Lead-in: Basketball court; North Carolina; August, 1970's. It's the night before 15 year-old Beryl goes back home to Boston. Perry is a 16 year-old boy she's known most of her life and sees each summer. Maureen is her best friend in Boston.

Perry isn’t my type. He’s more like a brother. Or am I just nervous? I don’t know what my type is. If I’m not attracted to him, there must be some reason. He’s tall, good-looking, super sweet and eyelashes that last a mile. He doesn’t smell. So what’s my problem? I don’t know any black and white couples. Is that it? Sweat drips down the back of my knees. I try to scoot back an inch.
“Beryl?” he asks and rolls back toward me. He fixes his dark brown eyes on mine. The tree frogs are starting their evening chirping. The sky is almost dark. Behind his head I see that a few stars have popped up in the sky. He lets go of the basketball and leans in and kisses me softly. His lips are dry and taste salty.

“Do you want to go…somewhere?” He licks his lips.

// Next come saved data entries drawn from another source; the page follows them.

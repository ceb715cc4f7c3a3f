//! Basic binary invocation tests (assert_cmd).

mod common;

use assert_cmd::Command;
use assert_cmd::cargo::cargo_bin_cmd;
use predicates::prelude::*;

use mailsift::reputation::ReputationStore;

fn mailsift_cmd() -> Command {
    let mut cmd = cargo_bin_cmd!("mailsift");
    cmd.env_remove("RUST_LOG");
    cmd
}

#[test]
fn test_cli_version() {
    let mut cmd = mailsift_cmd();
    cmd.arg("--version");
    cmd.assert()
        .success()
        .stdout(predicate::str::contains("mailsift"));
}

#[test]
fn test_cli_help() {
    let mut cmd = mailsift_cmd();
    cmd.arg("--help");
    cmd.assert()
        .success()
        .stdout(predicate::str::contains("sender reputation"));
}

#[test]
fn test_cli_no_args_shows_error() {
    let mut cmd = mailsift_cmd();
    cmd.assert().failure();
}

#[test]
fn test_cli_init_then_reinit_fails() {
    let (tmp, _paths) = common::temp_data_dir();
    let path = tmp.path().join("data");

    mailsift_cmd()
        .args(["init", "--user", "me@gmail.com"])
        .arg(&path)
        .assert()
        .success()
        .stdout(predicate::str::contains("Created"));

    mailsift_cmd()
        .args(["init", "--user", "me@gmail.com"])
        .arg(&path)
        .assert()
        .failure()
        .stderr(predicate::str::contains("already exists"));
}

#[test]
fn test_cli_reputation_lookup() {
    let (tmp, paths) = common::temp_data_dir();
    let mut store = ReputationStore::default();
    store.record("unknown.com", "new", 8);
    store.save(&paths.reputation()).unwrap();

    mailsift_cmd()
        .arg("--data-dir")
        .arg(tmp.path())
        .args(["reputation", "New <NEW@unknown.com>"])
        .assert()
        .success()
        .stdout(predicate::str::contains("new@unknown.com: 8 (valid)"));

    mailsift_cmd()
        .arg("--data-dir")
        .arg(tmp.path())
        .args(["reputation", "stranger@unknown.com"])
        .assert()
        .success()
        .stdout(predicate::str::contains("no reputation yet"));
}

#[test]
fn test_cli_show_missing_conversation_fails() {
    let (tmp, _paths) = common::temp_data_dir();
    mailsift_cmd()
        .arg("--data-dir")
        .arg(tmp.path())
        .args(["show", "nobody@x.com"])
        .assert()
        .failure()
        .stderr(predicate::str::contains("No conversation"));
}

#[test]
fn test_cli_run_without_config_fails() {
    let (tmp, _paths) = common::temp_data_dir();
    mailsift_cmd()
        .arg("--data-dir")
        .arg(tmp.path())
        .arg("run")
        .assert()
        .failure()
        .stderr(predicate::str::contains("mailsift init"));
}
use clap::{ArgAction, Parser, Subcommand};
use std::path::PathBuf;

#[derive(Parser)]
#[command(
    name = "mailsift",
    version,
    about = "Triage incoming email by sender reputation and keep per-correspondent conversation memory"
)]
pub struct Cli {
    /// Data directory (default: mailsift-data/, $MAILSIFT_DATA, or the OS data dir)
    #[arg(long, global = true, value_name = "DIR")]
    pub data_dir: Option<PathBuf>,

    /// More log output (-v info, -vv debug, -vvv trace)
    #[arg(short, long, global = true, action = ArgAction::Count)]
    pub verbose: u8,

    #[command(subcommand)]
    pub command: Commands,
}

#[derive(Subcommand)]
pub enum Commands {
    /// Create a data directory with a starter .mailsift.toml
    Init {
        /// Data directory to create
        #[arg(value_name = "PATH", default_value = "mailsift-data")]
        path: PathBuf,

        /// Mailbox login (email address)
        #[arg(long)]
        user: String,

        /// Mailbox provider
        #[arg(long, default_value = "gmail", value_parser = ["gmail", "protonmail-bridge", "imap"])]
        provider: String,

        /// Shell command that prints the mailbox password
        #[arg(long, default_value = "")]
        password_cmd: String,

        /// Shell command that prints the AI API key
        #[arg(long, default_value = "")]
        api_key_cmd: String,

        /// Overwrite an existing .mailsift.toml
        #[arg(long)]
        force: bool,
    },

    /// Run one batch: fetch, classify, archive, summarize
    Run,

    /// Run a batch every interval until Ctrl-C
    Watch {
        /// Poll interval in seconds
        #[arg(long)]
        interval: Option<u64>,
    },

    /// Recompute conversation summaries and style profiles
    Refresh {
        /// Correspondent addresses (default: every pending or failed conversation)
        addresses: Vec<String>,
    },

    /// Show the stored reputation of a sender
    Reputation {
        /// Sender address
        address: String,
    },

    /// Show the conversation memory for a correspondent
    Show {
        /// Correspondent address
        address: String,

        /// Number of recent messages to list
        #[arg(long, default_value_t = 10)]
        limit: usize,
    },
}
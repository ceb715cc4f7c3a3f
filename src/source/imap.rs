//! IMAP mailbox source.

use anyhow::{Context, Result};
use imap::Session;
use native_tls::TlsStream;
use std::collections::HashSet;
use std::net::TcpStream;
use tracing::{debug, info, warn};

use super::{MailboxSource, parse_message};
use crate::config::MailboxConfig;
use crate::types::{Direction, Message};

type ImapSession = Session<TlsStream<TcpStream>>;

fn connect_imap(host: &str, port: u16, starttls: bool, user: &str, password: &str) -> Result<ImapSession> {
    let mut tls_builder = native_tls::TlsConnector::builder();

    // Local bridges (ProtonMail Bridge) present self-signed certificates.
    if starttls || host == "127.0.0.1" || host == "localhost" {
        tls_builder.danger_accept_invalid_certs(true);
        tls_builder.danger_accept_invalid_hostnames(true);
    }

    let tls = tls_builder.build()?;

    let client = if starttls {
        imap::connect_starttls((host, port), host, &tls)?
    } else {
        imap::connect((host, port), host, &tls)?
    };

    let session = client.login(user, password).map_err(|e| e.0)?;
    Ok(session)
}

/// Reads the inbox and sent folder of one IMAP account. Message ids are UIDs.
pub struct ImapSource {
    config: MailboxConfig,
    session: ImapSession,
}

impl ImapSource {
    pub fn connect(config: &MailboxConfig) -> Result<Self> {
        let password = config.resolve_password()?;
        info!(host = %config.imap_host, port = config.imap_port, user = %config.user, "Connecting to IMAP");
        let session = connect_imap(
            &config.imap_host,
            config.imap_port,
            config.imap_starttls,
            &config.user,
            &password,
        )
        .with_context(|| format!("IMAP login to {} failed", config.imap_host))?;
        Ok(Self {
            config: config.clone(),
            session,
        })
    }

    fn fetch_uids(&mut self, folder: &str, query: &str, direction: Direction, known: &HashSet<String>) -> Result<Vec<Message>> {
        self.session
            .select(folder)
            .with_context(|| format!("cannot select folder {:?}", folder))?;
        let mut uids: Vec<u32> = self.session.uid_search(query)?.into_iter().collect();
        uids.sort_unstable();
        uids.retain(|uid| !known.contains(&uid.to_string()));
        debug!(folder, count = uids.len(), "Fetching messages");

        let mut messages = Vec::with_capacity(uids.len());
        for uid in uids {
            // BODY.PEEK leaves \Seen alone; commit sets it explicitly.
            let fetches = self.session.uid_fetch(uid.to_string(), "BODY.PEEK[]")?;
            let Some(raw) = fetches.iter().next().and_then(|f| f.body()) else {
                continue;
            };
            match parse_message(&uid.to_string(), raw, direction) {
                Ok(msg) => messages.push(msg),
                Err(e) => warn!(folder, uid, error = %e, "Skipping unparseable message"),
            }
        }
        Ok(messages)
    }
}

impl MailboxSource for ImapSource {
    fn fetch_unread(&mut self) -> Result<Vec<Message>> {
        let inbox = self.config.inbox_folder.clone();
        self.fetch_uids(&inbox, "UNSEEN", Direction::Received, &HashSet::new())
    }

    fn fetch_all(&mut self, folder: &str, direction: Direction, known: &HashSet<String>) -> Result<Vec<Message>> {
        self.fetch_uids(folder, "ALL", direction, known)
    }

    fn commit(&mut self, msg: &Message) -> Result<()> {
        if msg.direction != Direction::Received {
            return Ok(());
        }
        self.session.select(&self.config.inbox_folder)?;
        self.session.uid_store(&msg.id, "+FLAGS (\\Seen)")?;
        Ok(())
    }
}

impl Drop for ImapSource {
    fn drop(&mut self) {
        // Some servers answer LOGOUT with responses the imap crate rejects.
        let _ = self.session.logout();
    }
}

I wipe the backs of my knees and dry my hands on my shorts. My first kiss that wasn’t during Spin the Bottle--wasn’t I supposed to feel something? Could I learn to like him? Maureen’s older sister once asked what I thought about being a nun. Maybe she could see something I didn’t.
Perry reaches for my hand. The veins snake between the muscles in his arms. But instead of wanting those arms wrapped around me, I think how jealous I am that he gets to have those muscles for basketball. I shake my head. What’s wrong with me?

“I’m leaving tomorrow,” I remind him.

14 comments:

  1. This is a very unique look at a first kiss. It definitely reads YA, with the uncertainty and her reaction to the kiss.

    A small grammatical bump: "He's tall, (is) good-looking, (is) super sweet and (is) eyelashes..."

    Overall, I think this is really successful.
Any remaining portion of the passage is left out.